Personally, I really didn’t care who pays for the installation of the sirens.  The real questions remained: when will the sirens be installed and when will a requirement be established?  Surely I couldn’t be the only one who saw this issue.  Where was the administration’s initiative?  Where was effective leadership demonstrated?  And please, let’s stop the bureaucratic double-talk and concentrate on the shortfall.

In mid-February, after continuing to plead for the administration’s assistance in crafting a bill that would meet its criticisms, the Council’s Planning Committee, frustrated with the administration’s lack of action, approved my proposal sending it to full Council by a vote of 6-3.   Finally, we heard voices from the administration that the Council’s concerns would now be considered.

On 1 March, State Civil Defense went out on bid to install a number of new civil defense sirens on the Big Island not merely in tsunami evacuation zones.  These would include sirens in areas along the coast where none previously existed: among others, two at Mauna Lani, two in the Waikoloa resort area and one at Kona Village.   On 2 March, we were told that an alternative proposal would be drafted to address the deficiency in our code regarding siren requirements.  This flurry of activity did precede the second ‘tsunami drill’ on March 11, and generated a renewed urgency regarding this topic.  The new administration proposal has already been placed on both Planning Commission agendas in April and May, and it can be anticipated that the long-sought alternative will be brought to Council sometime in early June.

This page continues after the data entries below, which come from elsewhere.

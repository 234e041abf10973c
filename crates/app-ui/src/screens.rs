//! Screen controllers and view models
//!
//! Controllers hold per-screen state; views are the plain data the
//! presentation layer renders. Nothing here knows about layout or styling.

use app_core::phone::{self, PhoneInputError};
use app_core::LoginConfig;
use app_state::SessionStore;
use i18n::{Message, Translator};
use serde::{Deserialize, Serialize};

use crate::flow::Result;

// =============================================================================
// Phone Input
// =============================================================================

/// Draft state of the phone input screen
///
/// Private to the input screen; it is discarded whenever the flow leaves
/// the screen.
#[derive(Debug, Clone, Default, PartialEq, Eq, Serialize, Deserialize)]
pub struct PhoneInputScreen {
    text: String,
    error: Option<PhoneInputError>,
    is_valid: bool,
}

impl PhoneInputScreen {
    /// Create an empty input screen
    pub fn new() -> Self {
        Self::default()
    }

    /// Handle a text change from the phone field
    ///
    /// Text past the field's maximum length is cut off before formatting.
    pub fn on_text_changed(&mut self, raw: &str, config: &LoginConfig) {
        let result = phone::process(config.clamp_input(raw), &config.valid_digit_counts);
        self.text = result.text;
        self.error = result.error;
        self.is_valid = result.is_valid;
    }

    /// Formatted text shown in the field
    pub fn text(&self) -> &str {
        &self.text
    }

    /// Error raised by the latest text change
    pub fn error(&self) -> Option<PhoneInputError> {
        self.error
    }

    /// Whether the submit button is enabled
    pub fn can_submit(&self) -> bool {
        self.is_valid
    }

    /// Discard the draft
    pub fn reset(&mut self) {
        *self = Self::default();
    }

    /// Build the view model
    pub fn view(&self, translator: &Translator) -> Result<PhoneInputView> {
        let error_message = match self.error {
            Some(PhoneInputError::NonNumericInput) => {
                Some(translator.get(Message::ErrorNonNumeric)?)
            }
            None => None,
        };

        Ok(PhoneInputView {
            header: translator.get(Message::LoginHeader)?,
            subheader: translator.get(Message::LoginSubheader)?,
            description: translator.get(Message::LoginDescription)?,
            placeholder: translator.get(Message::LoginPlaceholder)?,
            text: self.text.clone(),
            error_message,
            submit_label: translator.get(Message::LoginContinue)?,
            submit_enabled: self.can_submit(),
        })
    }
}

/// Rendered state of the phone input screen
#[derive(Debug, Clone, PartialEq, Eq, Serialize, Deserialize)]
#[serde(rename_all = "camelCase")]
pub struct PhoneInputView {
    /// Screen header
    pub header: String,
    /// Sub-header above the description
    pub subheader: String,
    /// Explanatory text
    pub description: String,
    /// Field placeholder
    pub placeholder: String,
    /// Formatted field text
    pub text: String,
    /// Error shown under the field
    pub error_message: Option<String>,
    /// Submit button label
    pub submit_label: String,
    /// Whether the submit button is enabled
    pub submit_enabled: bool,
}

// =============================================================================
// Home
// =============================================================================

/// Home screen controller
#[derive(Debug, Clone)]
pub struct HomeScreen {
    session: SessionStore,
}

impl HomeScreen {
    /// Create a home screen reading from the shared session
    pub fn new(session: SessionStore) -> Self {
        Self { session }
    }

    /// Build the view model
    pub fn view(&self, translator: &Translator) -> Result<HomeView> {
        let phone_number = self.session.phone_number();
        Ok(HomeView {
            title: translator.get(Message::HomeTitle)?,
            greeting: translator
                .get_with(Message::HomeGreeting, &[("phone", phone_number.as_str())])?,
            phone_number,
            details_label: translator.get(Message::HomeGoDetails)?,
            logout_label: translator.get(Message::HomeLogout)?,
        })
    }
}

/// Rendered state of the home screen
#[derive(Debug, Clone, PartialEq, Eq, Serialize, Deserialize)]
#[serde(rename_all = "camelCase")]
pub struct HomeView {
    /// Screen heading
    pub title: String,
    /// Greeting including the phone number
    pub greeting: String,
    /// Phone number from the session
    pub phone_number: String,
    /// Label of the details button
    pub details_label: String,
    /// Label of the logout button
    pub logout_label: String,
}

// =============================================================================
// Details
// =============================================================================

/// Rendered state of the details screen
#[derive(Debug, Clone, PartialEq, Eq, Serialize, Deserialize)]
#[serde(rename_all = "camelCase")]
pub struct DetailsView {
    /// Screen heading
    pub title: String,
    /// Label of the back-to-home button
    pub back_label: String,
}

impl DetailsView {
    /// Build the view model
    pub fn new(translator: &Translator) -> Result<Self> {
        Ok(Self {
            title: translator.get(Message::DetailsTitle)?,
            back_label: translator.get(Message::DetailsBack)?,
        })
    }
}

// =============================================================================
// Logout Confirmation
// =============================================================================

/// Confirmation dialog shown before logout
#[derive(Debug, Clone, PartialEq, Eq, Serialize, Deserialize)]
#[serde(rename_all = "camelCase")]
pub struct ConfirmDialog {
    /// Dialog title
    pub title: String,
    /// Dialog body
    pub message: String,
    /// Label of the cancel button
    pub cancel_label: String,
    /// Label of the destructive confirm button
    pub confirm_label: String,
    /// Whether tapping outside dismisses the dialog
    pub cancelable: bool,
}

impl ConfirmDialog {
    /// Build the logout confirmation
    pub fn logout(translator: &Translator) -> Result<Self> {
        Ok(Self {
            title: translator.get(Message::LogoutTitle)?,
            message: translator.get(Message::LogoutMessage)?,
            cancel_label: translator.get(Message::LogoutCancel)?,
            confirm_label: translator.get(Message::LogoutConfirm)?,
            cancelable: true,
        })
    }
}

/// View of whichever screen is on top
#[derive(Debug, Clone, PartialEq, Eq, Serialize, Deserialize)]
#[serde(tag = "screen", rename_all = "camelCase")]
pub enum ScreenView {
    /// Phone input screen
    PhoneInput(PhoneInputView),
    /// Home screen
    Home(HomeView),
    /// Details screen
    Details(DetailsView),
}

#[cfg(test)]
mod tests {
    use super::*;
    use i18n::Language;

    fn translator() -> Translator {
        Translator::new(Language::Vi).unwrap()
    }

    #[test]
    fn test_input_screen_formats_and_enables_submit() {
        let config = LoginConfig::default();
        let mut screen = PhoneInputScreen::new();
        assert!(!screen.can_submit());

        screen.on_text_changed("0912345678", &config);
        assert_eq!(screen.text(), "0912 345 678");
        assert!(screen.can_submit());
        assert_eq!(screen.error(), None);
    }

    #[test]
    fn test_input_screen_error_clears_when_fixed() {
        let config = LoginConfig::default();
        let mut screen = PhoneInputScreen::new();

        screen.on_text_changed("0912a", &config);
        assert_eq!(screen.error(), Some(PhoneInputError::NonNumericInput));
        assert_eq!(screen.text(), "0912");

        screen.on_text_changed("0912", &config);
        assert_eq!(screen.error(), None);
    }

    #[test]
    fn test_input_screen_respects_max_length() {
        let config = LoginConfig {
            max_input_length: 4,
            ..LoginConfig::default()
        };
        let mut screen = PhoneInputScreen::new();
        screen.on_text_changed("0912345678", &config);
        assert_eq!(screen.text(), "0912");
        assert!(!screen.can_submit());
    }

    #[test]
    fn test_input_view() {
        let config = LoginConfig::default();
        let mut screen = PhoneInputScreen::new();
        screen.on_text_changed("091x", &config);

        let view = screen.view(&translator()).unwrap();
        assert_eq!(view.text, "091");
        assert_eq!(view.error_message.as_deref(), Some("Vui lòng chỉ nhập số"));
        assert_eq!(view.placeholder, "Nhập số điện thoại của bạn");
        assert!(!view.submit_enabled);
    }

    #[test]
    fn test_input_reset() {
        let config = LoginConfig::default();
        let mut screen = PhoneInputScreen::new();
        screen.on_text_changed("0912345678", &config);
        screen.reset();
        assert_eq!(screen, PhoneInputScreen::default());
    }

    #[test]
    fn test_home_view_reads_session() {
        let session = SessionStore::new();
        session.set_phone("0912 345 678");

        let view = HomeScreen::new(session).view(&translator()).unwrap();
        assert_eq!(view.phone_number, "0912 345 678");
        assert_eq!(view.greeting, "Đăng nhập với số: 0912 345 678");
    }

    #[test]
    fn test_logout_dialog() {
        let dialog = ConfirmDialog::logout(&translator()).unwrap();
        assert_eq!(dialog.title, "Đăng Xuất");
        assert_eq!(dialog.message, "Bạn có chắc chắn muốn đăng xuất?");
        assert_eq!(dialog.cancel_label, "Hủy");
        assert!(dialog.cancelable);
    }

    #[test]
    fn test_details_view() {
        let view = DetailsView::new(&translator()).unwrap();
        assert_eq!(view.back_label, "Go Back to Home");
    }
}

The route taken in the effort has been torturous. Would that all tsunamis react with the same ‘glacial speed’ as this legislative process, but at least it is moving forward.  We pride ourselves, with good reason, on the effectiveness of the County’s response to both of the tsunami evacuations and how all assisted.  However, the fact remains that we had thirteen hours and five and a half hours warning respectively.  Would we have been so fortunate if we only had one or two hours notice??  While this issue is finally being addressed and sirens will eventually be installed, after some 15 months of discussion the situation today is: there are significant shortfalls in siren coverage in our resort areas, and no requirement has yet been established for new developments in our code.  Let’s hope for better leadership and let’s pray we don’t have a “third tsunami drill” in which our reaction time would be dramatically reduced as it was in Japan.